■ **TASK OBJECTIVE**: If a line of the entries below includes the word "impl", it counts; state the total and nothing further.

Dataset records:
========

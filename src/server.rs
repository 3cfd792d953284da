//! Server Lifecycle
//!
//! Binds the listener (TCP or Unix domain socket), accepts clients onto the
//! single-threaded runtime, runs the maintenance cron, and tears everything
//! down on SIGTERM / Ctrl-C.
//!
//! ## Single-threaded cooperative model
//!
//! Everything — the store, the client tasks, the cron — runs on one
//! current-thread runtime inside a `LocalSet`. Shared state is
//! `Rc<RefCell<..>>`; a borrow is taken between `.await` points and never
//! across one, so a request or a cron tick is atomic with respect to every
//! other task. There are no locks and no cross-thread mutation.
//!
//! ## The cron
//!
//! A timer task ticks every `cron_period` ms and gates its sub-tasks on the
//! tick counter:
//!
//! - every 15 s: sweep items whose TTL elapsed
//! - every 5 s: when over the memory budget, evict items untouched for
//!   `gc_ratio` seconds
//! - every 15 s: log the one-line status summary
//!
//! Dropping the [`Cron`] handle stops the task (a watch channel carries the
//! shutdown flag), which is how `run` shuts the maintenance down before it
//! returns.

use std::cell::{Cell, RefCell};
use std::rc::Rc;
use std::time::Duration;

use tokio::net::{TcpListener, UnixListener};
use tokio::sync::watch;
use tracing::{debug, info, warn};

use crate::commands::CommandHandler;
use crate::config::Config;
use crate::connection::{handle_connection, ConnectionStats};
use crate::error::Result;
use crate::storage::{available_memory, Store};
use crate::unix_time_ms;

/// The server: configuration, the shared store, and the accept machinery.
pub struct Server {
    config: Config,
    store: Rc<RefCell<Store>>,
    stats: Rc<ConnectionStats>,
    next_client_id: Cell<u64>,
}

/// The bound listening socket, either transport.
enum Listener {
    Tcp(TcpListener),
    Unix(UnixListener),
}

impl Server {
    /// Builds a server from its configuration. When the configured memory
    /// budget exceeds what the machine actually has available, it is
    /// clamped to half the available memory.
    pub fn new(mut config: Config) -> Self {
        if let Some(avail) = available_memory() {
            if config.max_memory > avail {
                let clamped = avail / 2;
                warn!(
                    "max_memory setting is higher than total available memory, dropping to {}",
                    format_mem(clamped)
                );
                config.max_memory = clamped;
            }
        }

        let store = Rc::new(RefCell::new(Store::new(&config, unix_time_ms())));
        Self {
            config,
            store,
            stats: Rc::new(ConnectionStats::new()),
            next_client_id: Cell::new(0),
        }
    }

    /// The shared store, mainly for tests and tooling.
    pub fn store(&self) -> Rc<RefCell<Store>> {
        Rc::clone(&self.store)
    }

    /// Connection-layer counters.
    pub fn connection_stats(&self) -> Rc<ConnectionStats> {
        Rc::clone(&self.stats)
    }

    /// Runs the server until SIGTERM or Ctrl-C. Must be called from within
    /// a `LocalSet` on a current-thread runtime.
    pub async fn run(&self) -> Result<()> {
        let listener = self.bind().await?;
        self.log_startup(&listener);

        let cron = Cron::start(Rc::clone(&self.store), self.config.clone());

        let result = tokio::select! {
            r = self.accept_loop(&listener) => r,
            _ = shutdown_signal() => {
                info!("Shutdown signal received, stopping server...");
                Ok(())
            }
        };

        drop(cron);
        drop(listener);
        if let Some(path) = &self.config.unix_socket {
            let _ = std::fs::remove_file(path);
        }

        let store = self.store.borrow();
        info!(
            items = store.len(),
            mem = %format_mem(store.memory().used()),
            requests = store.stats().requests,
            "Server shutdown complete"
        );

        result
    }

    async fn bind(&self) -> Result<Listener> {
        if let Some(path) = &self.config.unix_socket {
            info!("Creating unix server socket on {} ...", path.display());
            // a stale socket file from a previous run would fail the bind
            let _ = std::fs::remove_file(path);
            let listener = UnixListener::bind(path)?;
            let permissions = {
                use std::os::unix::fs::PermissionsExt;
                std::fs::Permissions::from_mode(0o777)
            };
            std::fs::set_permissions(path, permissions)?;
            Ok(Listener::Unix(listener))
        } else {
            let address = self.config.bind_address();
            info!("Creating tcp server socket on {} ...", address);
            Ok(Listener::Tcp(TcpListener::bind(address).await?))
        }
    }

    fn log_startup(&self, listener: &Listener) {
        let config = &self.config;
        info!("Server starting ...");
        match listener {
            Listener::Tcp(l) => {
                if let Ok(addr) = l.local_addr() {
                    info!("Listening on       : {}", addr);
                }
            }
            Listener::Unix(_) => {
                if let Some(path) = &config.unix_socket {
                    info!("Listening on       : {}", path.display());
                }
            }
        }
        info!("Max idle time      : {}s", config.max_idletime);
        info!("Max clients        : {}", config.max_clients);
        info!("Max request size   : {}", format_mem(config.max_request_size));
        info!("Max response size  : {}", format_mem(config.max_response_size));
        info!("Max memory         : {}", format_mem(config.max_memory));
        info!("GC ratio           : {}s", config.gc_ratio);
        info!("Max key size       : {}", format_mem(config.max_key_size));
        info!("Max value size     : {}", format_mem(config.max_value_size));
        info!("Data LZF compr.    : {}", format_mem(config.compression));
        info!("Cron period        : {}ms", config.cron_period);
    }

    async fn accept_loop(&self, listener: &Listener) -> Result<()> {
        loop {
            match listener {
                Listener::Tcp(l) => {
                    let (stream, addr) = l.accept().await?;
                    if let Err(e) = stream.set_nodelay(true) {
                        debug!(error = %e, "Failed to set TCP_NODELAY");
                    }
                    self.admit(stream, addr.to_string());
                }
                Listener::Unix(l) => {
                    let (stream, _) = l.accept().await?;
                    self.admit(stream, "unix".to_string());
                }
            }
        }
    }

    /// Registers an accepted client, refusing it outright when the client
    /// cap is reached.
    fn admit<S>(&self, stream: S, peer: String)
    where
        S: tokio::io::AsyncRead + tokio::io::AsyncWrite + Unpin + 'static,
    {
        let nclients = self.store.borrow().stats().nclients;
        if nclients >= self.config.max_clients {
            warn!(
                current = nclients,
                max = self.config.max_clients,
                peer = %peer,
                "Dropping connection, client limit reached"
            );
            return;
        }

        let id = self.next_client_id.get() + 1;
        self.next_client_id.set(id);
        self.store.borrow_mut().stats_mut().nclients += 1;

        let store = Rc::clone(&self.store);
        let command_handler = CommandHandler::new(Rc::clone(&self.store));
        let config = self.config.clone();
        let stats = Rc::clone(&self.stats);

        tokio::task::spawn_local(async move {
            handle_connection(stream, id, peer, command_handler, &config, stats).await;
            store.borrow_mut().stats_mut().nclients -= 1;
        });
    }
}

/// Resolves when the process is asked to stop (SIGTERM or Ctrl-C).
async fn shutdown_signal() {
    use tokio::signal;

    let mut term = signal::unix::signal(signal::unix::SignalKind::terminate())
        .expect("Failed to install SIGTERM handler");

    tokio::select! {
        _ = signal::ctrl_c() => {}
        _ = term.recv() => {}
    }
}

/// A handle to the running maintenance cron.
///
/// Dropping the handle stops the cron task.
#[derive(Debug)]
pub struct Cron {
    shutdown_tx: watch::Sender<bool>,
}

impl Cron {
    /// Starts the cron as a task on the current `LocalSet`.
    pub fn start(store: Rc<RefCell<Store>>, config: Config) -> Self {
        let (shutdown_tx, shutdown_rx) = watch::channel(false);
        tokio::task::spawn_local(cron_loop(store, config, shutdown_rx));
        debug!("Maintenance cron started");
        Self { shutdown_tx }
    }

    /// Stops the cron. Called automatically on drop.
    pub fn stop(&self) {
        let _ = self.shutdown_tx.send(true);
    }
}

impl Drop for Cron {
    fn drop(&mut self) {
        self.stop();
    }
}

/// True on the ticks where a sub-task with the given interval should fire.
fn cron_every(ticks: u64, interval_ms: u64, period_ms: u64) -> bool {
    let every = (interval_ms / period_ms.max(1)).max(1);
    ticks % every == 0
}

async fn cron_loop(store: Rc<RefCell<Store>>, config: Config, mut shutdown_rx: watch::Receiver<bool>) {
    let period = Duration::from_millis(config.cron_period.max(1));
    let mut ticks: u64 = 0;

    loop {
        tokio::select! {
            _ = tokio::time::sleep(period) => {}
            result = shutdown_rx.changed() => {
                if result.is_err() || *shutdown_rx.borrow() {
                    debug!("Maintenance cron stopped");
                    return;
                }
            }
        }

        ticks += 1;
        let now = unix_time_ms();
        let mut store = store.borrow_mut();
        store.stats_mut().crondone = ticks;

        // TTL sweep
        if cron_every(ticks, 15_000, config.cron_period) {
            let (count, bytes) = store.expire_sweep(now);
            if count > 0 {
                info!(
                    "Freed {} of expired data, left {} items.",
                    format_mem(bytes),
                    store.len()
                );
            }
        }

        // pressure eviction
        if cron_every(ticks, 5_000, config.cron_period) && store.memory().over_budget() {
            warn!(
                "Max memory exhausted, trying to free data that was accessed not in the last {}s.",
                config.gc_ratio
            );
            let (_, bytes) = store.evict_idle(now);
            info!("Freed {}, left {} items.", format_mem(bytes), store.len());
        }

        // status summary
        if cron_every(ticks, 15_000, config.cron_period) {
            let stats = store.stats();
            let uptime = now.saturating_sub(stats.started) / 1000;
            info!(
                "MEM {}/{} - CLIENTS {} - OBJECTS {} ( {} COMPRESSED ) - AVERAGE SIZE {} - UPTIME {}s",
                format_mem(store.memory().used()),
                format_mem(store.memory().limit()),
                stats.nclients,
                store.len(),
                stats.ncompressed,
                format_mem(store.avg_item_size()),
                uptime
            );
        }
    }
}

/// Renders a byte count with a binary-magnitude suffix, `123.4MB` style.
pub fn format_mem(bytes: usize) -> String {
    const SUFFIXES: [&str; 5] = ["B", "KB", "MB", "GB", "TB"];
    let mut value = bytes as f64;
    let mut i = 0;
    while i < SUFFIXES.len() - 1 && value >= 1024.0 {
        value /= 1024.0;
        i += 1;
    }
    if i == 0 {
        format!("{}{}", bytes, SUFFIXES[i])
    } else {
        format!("{:.1}{}", value, SUFFIXES[i])
    }
}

========

■ **ANSWER AREA**: 3